Data items
---+---

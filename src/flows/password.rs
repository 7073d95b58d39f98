//! Password grant with cache reuse and a single-flight guard.

// self
use crate::{
	_prelude::*,
	auth::TokenSecret,
	flows::{Authenticator, common::GrantMessages},
	obs::{self, Operation},
};

const MESSAGES: GrantMessages = GrantMessages {
	rejected: "Failed to authenticate with Pathao API",
	malformed: "Failed to get access token: Invalid response from Pathao API",
};

impl Authenticator {
	/// Returns a fresh bearer token, issuing a password grant only when the cache has none.
	pub async fn authenticate(&self) -> Result<TokenSecret> {
		if let Some(token) = self.cached_token().await? {
			return Ok(token);
		}

		let _singleflight = self.grant_guard.lock().await;

		// Another caller may have finished a grant while this one waited.
		if let Some(token) = self.cached_token().await? {
			return Ok(token);
		}

		obs::observe(Operation::PasswordGrant, "authenticate", async {
			let body = serde_json::json!({
				"client_id": self.credentials.client_id,
				"client_secret": self.credentials.client_secret.expose(),
				"username": self.credentials.username,
				"password": self.credentials.password.expose(),
				"grant_type": "password",
			});
			let grant = self.request_token(body, MESSAGES).await?;
			let cached = self.cache.store(grant.access_token.clone(), grant.expires_in).await?;

			obs::log_token_issued(Operation::PasswordGrant, grant.expires_in, cached.is_some());

			Ok(grant.access_token)
		})
		.await
	}

	async fn cached_token(&self) -> Result<Option<TokenSecret>> {
		let token = self.cache.get_token().await?;

		if token.is_some() {
			obs::log_token_cache_hit(self.cache.key());
		}

		Ok(token)
	}
}
//! Chart Specification Module
//! Declarative, renderer-independent chart descriptions.

use polars::prelude::PolarsError;
use serde::{Deserialize, Serialize};
use std::str::FromStr;
use thiserror::Error;

use crate::data::columns;

#[derive(Error, Debug)]
pub enum ChartError {
    #[error("invalid chart kind: {0:?}")]
    InvalidChartKind(String),
    #[error("polars error: {0}")]
    Polars(#[from] PolarsError),
}

/// Categorical dimension a chart can aggregate over.
#[derive(Debug, Clone, Copy, PartialEq, Eq, Serialize, Deserialize)]
#[serde(rename_all = "snake_case")]
pub enum Dimension {
    Make,
    Model,
    County,
    City,
    EvType,
    Cafv,
    Utility,
    RangeCategory,
    AgeBucket,
}

impl Dimension {
    pub(crate) fn column(self) -> &'static str {
        match self {
            Dimension::Make => columns::MAKE,
            Dimension::Model => columns::MODEL,
            Dimension::County => columns::COUNTY,
            Dimension::City => columns::CITY,
            Dimension::EvType => columns::EV_TYPE,
            Dimension::Cafv => columns::CAFV,
            Dimension::Utility => columns::UTILITY,
            Dimension::RangeCategory => columns::RANGE_CATEGORY,
            Dimension::AgeBucket => columns::AGE_BUCKET,
        }
    }

    /// Axis label for the dimension.
    pub fn label(self) -> &'static str {
        match self {
            Dimension::Make => "Manufacturer",
            Dimension::Model => "Vehicle Model",
            Dimension::County => "County",
            Dimension::City => "City",
            Dimension::EvType => "Electric Vehicle Type",
            Dimension::Cafv => "CAFV Eligibility",
            Dimension::Utility => "Electric Utility",
            Dimension::RangeCategory => "Range Category",
            Dimension::AgeBucket => "Vehicle Age",
        }
    }

    /// Display cap for busy dimensions; None keeps every category.
    pub(crate) fn top_n(self) -> Option<usize> {
        match self {
            Dimension::Make | Dimension::Model | Dimension::Utility => Some(10),
            Dimension::County | Dimension::City => Some(15),
            _ => None,
        }
    }

    fn parse(s: &str) -> Option<Self> {
        match s.trim().to_ascii_lowercase().as_str() {
            "make" | "manufacturer" => Some(Dimension::Make),
            "model" => Some(Dimension::Model),
            "county" => Some(Dimension::County),
            "city" => Some(Dimension::City),
            "type" | "ev-type" | "ev_type" => Some(Dimension::EvType),
            "cafv" => Some(Dimension::Cafv),
            "utility" => Some(Dimension::Utility),
            "range" | "range-category" | "range_category" => Some(Dimension::RangeCategory),
            "age" | "age-bucket" | "age_bucket" => Some(Dimension::AgeBucket),
            _ => None,
        }
    }
}

/// The chart catalog. Parsed from strings like `bar:make` or `histogram`;
/// an unrecognized kind or dimension is an [`ChartError::InvalidChartKind`].
#[derive(Debug, Clone, Copy, PartialEq, Eq, Serialize, Deserialize)]
#[serde(tag = "chart", content = "dimension", rename_all = "snake_case")]
pub enum ChartKind {
    /// Count per category, descending.
    Bar(Dimension),
    /// Category shares of the filtered total.
    Pie(Dimension),
    /// Counts per model year; with a dimension, one line per category.
    Line(Option<Dimension>),
    /// Binned electric ranges, one series per vehicle type.
    Histogram,
    /// Electric range against model year.
    Scatter,
    /// Registered vehicle coordinates.
    Map,
}

impl FromStr for ChartKind {
    type Err = ChartError;

    fn from_str(s: &str) -> Result<Self, Self::Err> {
        let (kind, dimension) = match s.split_once(':') {
            Some((kind, dimension)) => (kind, Some(dimension)),
            None => (s, None),
        };

        let parse_dim = |d: &str| Dimension::parse(d).ok_or_else(|| invalid(s));

        match kind.trim().to_ascii_lowercase().as_str() {
            "bar" => Ok(ChartKind::Bar(match dimension {
                Some(d) => parse_dim(d)?,
                None => Dimension::Make,
            })),
            "pie" => Ok(ChartKind::Pie(match dimension {
                Some(d) => parse_dim(d)?,
                None => Dimension::Utility,
            })),
            "line" | "trend" => Ok(ChartKind::Line(match dimension {
                Some(d) => Some(parse_dim(d)?),
                None => None,
            })),
            "histogram" | "hist" if dimension.is_none() => Ok(ChartKind::Histogram),
            "scatter" if dimension.is_none() => Ok(ChartKind::Scatter),
            "map" if dimension.is_none() => Ok(ChartKind::Map),
            _ => Err(invalid(s)),
        }
    }
}

fn invalid(s: &str) -> ChartError {
    ChartError::InvalidChartKind(s.to_string())
}

/// One data series of a chart.
#[derive(Debug, Clone, PartialEq, Serialize, Deserialize)]
pub struct Series {
    pub name: String,
    /// Hex color assigned from the theme.
    pub color: String,
    pub data: SeriesData,
}

#[derive(Debug, Clone, PartialEq, Serialize, Deserialize)]
#[serde(rename_all = "snake_case")]
pub enum SeriesData {
    /// Categorical axis: parallel label/value arrays.
    Categories {
        labels: Vec<String>,
        values: Vec<f64>,
    },
    /// Binned numeric axis: `edges` has one more entry than `counts`.
    Bins { edges: Vec<f64>, counts: Vec<f64> },
    /// Raw (x, y) coordinate pairs.
    Points { points: Vec<(f64, f64)> },
}

impl SeriesData {
    /// Total count carried by the series (number of points for xy data).
    pub fn total(&self) -> f64 {
        match self {
            SeriesData::Categories { values, .. } => values.iter().sum(),
            SeriesData::Bins { counts, .. } => counts.iter().sum(),
            SeriesData::Points { points } => points.len() as f64,
        }
    }

    pub fn is_empty(&self) -> bool {
        match self {
            SeriesData::Categories { labels, .. } => labels.is_empty(),
            SeriesData::Bins { counts, .. } => counts.is_empty(),
            SeriesData::Points { points } => points.is_empty(),
        }
    }
}

/// A vertical reference line, e.g. the mean electric range.
#[derive(Debug, Clone, PartialEq, Serialize, Deserialize)]
pub struct Annotation {
    pub label: String,
    pub value: f64,
}

/// A complete, self-contained chart description.
///
/// Pure value object: derived from `(Dataset, FilterSpec, ChartKind, Theme)`
/// and safe to hand to any rendering layer. Identical inputs always produce
/// identical specs, including series order and colors.
#[derive(Debug, Clone, PartialEq, Serialize, Deserialize)]
pub struct ChartSpec {
    pub kind: ChartKind,
    pub title: String,
    pub x_label: String,
    pub y_label: String,
    pub series: Vec<Series>,
    #[serde(skip_serializing_if = "Option::is_none")]
    pub annotation: Option<Annotation>,
    /// Visual attributes carried over from the theme.
    pub background: String,
    pub foreground: String,
    pub palette: Vec<String>,
}

impl ChartSpec {
    /// Sum of all series totals.
    pub fn total_count(&self) -> f64 {
        self.series.iter().map(|s| s.data.total()).sum()
    }

    pub fn is_empty(&self) -> bool {
        self.series.iter().all(|s| s.data.is_empty())
    }

    pub fn to_json(&self) -> serde_json::Result<String> {
        serde_json::to_string_pretty(self)
    }
}

#[cfg(test)]
mod tests {
    use super::*;

    #[test]
    fn parses_kind_with_default_dimension() {
        assert_eq!("bar".parse::<ChartKind>().unwrap(), ChartKind::Bar(Dimension::Make));
        assert_eq!(
            "pie".parse::<ChartKind>().unwrap(),
            ChartKind::Pie(Dimension::Utility)
        );
        assert_eq!("line".parse::<ChartKind>().unwrap(), ChartKind::Line(None));
        assert_eq!("histogram".parse::<ChartKind>().unwrap(), ChartKind::Histogram);
        assert_eq!("map".parse::<ChartKind>().unwrap(), ChartKind::Map);
    }

    #[test]
    fn parses_kind_with_explicit_dimension() {
        assert_eq!(
            "bar:county".parse::<ChartKind>().unwrap(),
            ChartKind::Bar(Dimension::County)
        );
        assert_eq!(
            "line:type".parse::<ChartKind>().unwrap(),
            ChartKind::Line(Some(Dimension::EvType))
        );
        assert_eq!(
            "BAR:Make".parse::<ChartKind>().unwrap(),
            ChartKind::Bar(Dimension::Make)
        );
    }

    #[test]
    fn rejects_unrecognized_kinds() {
        for input in ["donut", "bar:flavor", "histogram:make", ""] {
            assert!(matches!(
                input.parse::<ChartKind>(),
                Err(ChartError::InvalidChartKind(_))
            ));
        }
    }
}
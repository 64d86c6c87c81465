//! Data module - CSV loading, preprocessing, and the cleaned dataset.

mod dataset;
mod loader;
mod processor;

pub use dataset::Dataset;
pub use loader::DatasetLoader;
pub use processor::Preprocessor;

use polars::prelude::PolarsError;
use std::path::PathBuf;
use thiserror::Error;

/// Column names of the EV population CSV schema.
pub mod columns {
    pub const MAKE: &str = "Make";
    pub const MODEL: &str = "Model";
    pub const MODEL_YEAR: &str = "Model Year";
    pub const ELECTRIC_RANGE: &str = "Electric Range";
    pub const BASE_MSRP: &str = "Base MSRP";
    pub const EV_TYPE: &str = "Electric Vehicle Type";
    pub const CAFV: &str = "Clean Alternative Fuel Vehicle (CAFV) Eligibility";
    pub const COUNTY: &str = "County";
    pub const CITY: &str = "City";
    pub const UTILITY: &str = "Electric Utility";
    pub const LOCATION: &str = "Vehicle Location";

    // Derived during preprocessing.
    pub const LATITUDE: &str = "Latitude";
    pub const LONGITUDE: &str = "Longitude";
    pub const RANGE_CATEGORY: &str = "Range Category";
    pub const AGE_BUCKET: &str = "Age Bucket";

    /// Columns that must be present for a load to succeed.
    pub const REQUIRED: [&str; 6] = [MAKE, MODEL, MODEL_YEAR, ELECTRIC_RANGE, EV_TYPE, COUNTY];
}

/// Placeholder for missing or unparseable categorical values.
pub const UNKNOWN: &str = "Unknown";

#[derive(Error, Debug)]
pub enum DataError {
    #[error("data file unavailable: {path} ({reason})")]
    DataUnavailable { path: PathBuf, reason: String },
    #[error("schema mismatch: missing required column(s) {missing:?}")]
    SchemaMismatch { missing: Vec<String> },
    #[error("polars error: {0}")]
    Polars(#[from] PolarsError),
}
//! Filter Module
//! Conjunctive row constraints applied before chart aggregation.

use crate::data::columns::*;
use polars::prelude::*;
use serde::{Deserialize, Serialize};

/// User-selected constraints narrowing which records are visualized.
///
/// A row is included iff it satisfies every active condition; empty
/// fields are inactive. The spec is transient and recreated on every
/// interaction, so it carries no identity of its own.
#[derive(Debug, Clone, Default, PartialEq, Serialize, Deserialize)]
pub struct FilterSpec {
    pub makes: Vec<String>,
    pub counties: Vec<String>,
    pub ev_types: Vec<String>,
    pub cafv: Vec<String>,
    /// Inclusive model year bounds.
    pub year_range: Option<(i32, i32)>,
}

impl FilterSpec {
    pub fn is_empty(&self) -> bool {
        self.makes.is_empty()
            && self.counties.is_empty()
            && self.ev_types.is_empty()
            && self.cafv.is_empty()
            && self.year_range.is_none()
    }

    /// Apply the filter to a frame. A selection naming a category (or a
    /// whole column) the frame does not have selects nothing; an empty
    /// result is a valid, displayable state, never an error.
    pub fn apply(&self, df: &DataFrame) -> PolarsResult<DataFrame> {
        if self.is_empty() {
            return Ok(df.clone());
        }

        // Active selections on columns absent from the frame can match no
        // row at all.
        let have = |name: &str| df.get_column_names().iter().any(|c| c.as_str() == name);
        if !self.cafv.is_empty() && !have(CAFV) {
            return Ok(df.head(Some(0)));
        }

        let mut terms: Vec<Expr> = Vec::new();
        if let Some(term) = any_of(MAKE, &self.makes) {
            terms.push(term);
        }
        if let Some(term) = any_of(COUNTY, &self.counties) {
            terms.push(term);
        }
        if let Some(term) = any_of(EV_TYPE, &self.ev_types) {
            terms.push(term);
        }
        if let Some(term) = any_of(CAFV, &self.cafv) {
            terms.push(term);
        }
        if let Some((lo, hi)) = self.year_range {
            terms.push(col(MODEL_YEAR).gt_eq(lit(lo)).and(col(MODEL_YEAR).lt_eq(lit(hi))));
        }

        match terms.into_iter().reduce(|acc, term| acc.and(term)) {
            Some(predicate) => df.clone().lazy().filter(predicate).collect(),
            None => Ok(df.clone()),
        }
    }
}

/// Disjunction over the selected values of one column.
fn any_of(column: &str, values: &[String]) -> Option<Expr> {
    values
        .iter()
        .map(|value| col(column).eq(lit(value.as_str())))
        .reduce(|acc, term| acc.or(term))
}

#[cfg(test)]
mod tests {
    use super::*;

    fn sample_frame() -> DataFrame {
        DataFrame::new(vec![
            Column::new(MAKE.into(), ["TESLA", "TESLA", "NISSAN", "KIA"].as_slice()),
            Column::new(
                COUNTY.into(),
                ["King", "Snohomish", "King", "King"].as_slice(),
            ),
            Column::new(
                EV_TYPE.into(),
                [
                    "Battery Electric Vehicle (BEV)",
                    "Battery Electric Vehicle (BEV)",
                    "Battery Electric Vehicle (BEV)",
                    "Plug-in Hybrid Electric Vehicle (PHEV)",
                ]
                .as_slice(),
            ),
            Column::new(
                MODEL_YEAR.into(),
                [Some(2020i32), Some(2021), None, Some(2018)].as_slice(),
            ),
        ])
        .unwrap()
    }

    #[test]
    fn empty_filter_keeps_every_row() {
        let df = sample_frame();
        let out = FilterSpec::default().apply(&df).unwrap();
        assert_eq!(out.height(), 4);
    }

    #[test]
    fn conditions_combine_conjunctively() {
        let df = sample_frame();
        let filter = FilterSpec {
            makes: vec!["TESLA".into()],
            counties: vec!["King".into()],
            ..Default::default()
        };
        assert_eq!(filter.apply(&df).unwrap().height(), 1);
    }

    #[test]
    fn multiple_values_within_a_field_are_alternatives() {
        let df = sample_frame();
        let filter = FilterSpec {
            makes: vec!["TESLA".into(), "KIA".into()],
            ..Default::default()
        };
        assert_eq!(filter.apply(&df).unwrap().height(), 3);
    }

    #[test]
    fn year_range_is_inclusive_and_skips_unknown_years() {
        let df = sample_frame();
        let filter = FilterSpec {
            year_range: Some((2018, 2020)),
            ..Default::default()
        };
        // The null model year cannot satisfy the bounds.
        assert_eq!(filter.apply(&df).unwrap().height(), 2);
    }

    #[test]
    fn unknown_category_selects_nothing() {
        let df = sample_frame();
        let filter = FilterSpec {
            makes: vec!["DELOREAN".into()],
            ..Default::default()
        };
        assert_eq!(filter.apply(&df).unwrap().height(), 0);
    }

    #[test]
    fn selection_on_missing_column_selects_nothing() {
        let df = sample_frame();
        let filter = FilterSpec {
            cafv: vec!["Clean Alternative Fuel Vehicle Eligible".into()],
            ..Default::default()
        };
        assert_eq!(filter.apply(&df).unwrap().height(), 0);
    }
}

---+---

» **Problem**: Set down, exactly as they stand above, the lines starting with the line with "pub fn apply(&self, df: &DataFrame)" and going on through the line with "if let Some((lo, hi))", and no others.

» **Response to this exercise**:
    pub fn apply(&self, df: &DataFrame) -> PolarsResult<DataFrame> {
        if self.is_empty() {
            return Ok(df.clone());
        }

        // Active selections on columns absent from the frame can match no
        // row at all.
        let have = |name: &str| df.get_column_names().iter().any(|c| c.as_str() == name);
        if !self.cafv.is_empty() && !have(CAFV) {
            return Ok(df.head(Some(0)));
        }

        let mut terms: Vec<Expr> = Vec::new();
        if let Some(term) = any_of(MAKE, &self.makes) {
            terms.push(term);
        }
        if let Some(term) = any_of(COUNTY, &self.counties) {
            terms.push(term);
        }
        if let Some(term) = any_of(EV_TYPE, &self.ev_types) {
            terms.push(term);
        }
        if let Some(term) = any_of(CAFV, &self.cafv) {
            terms.push(term);
        }
        if let Some((lo, hi)) = self.year_range {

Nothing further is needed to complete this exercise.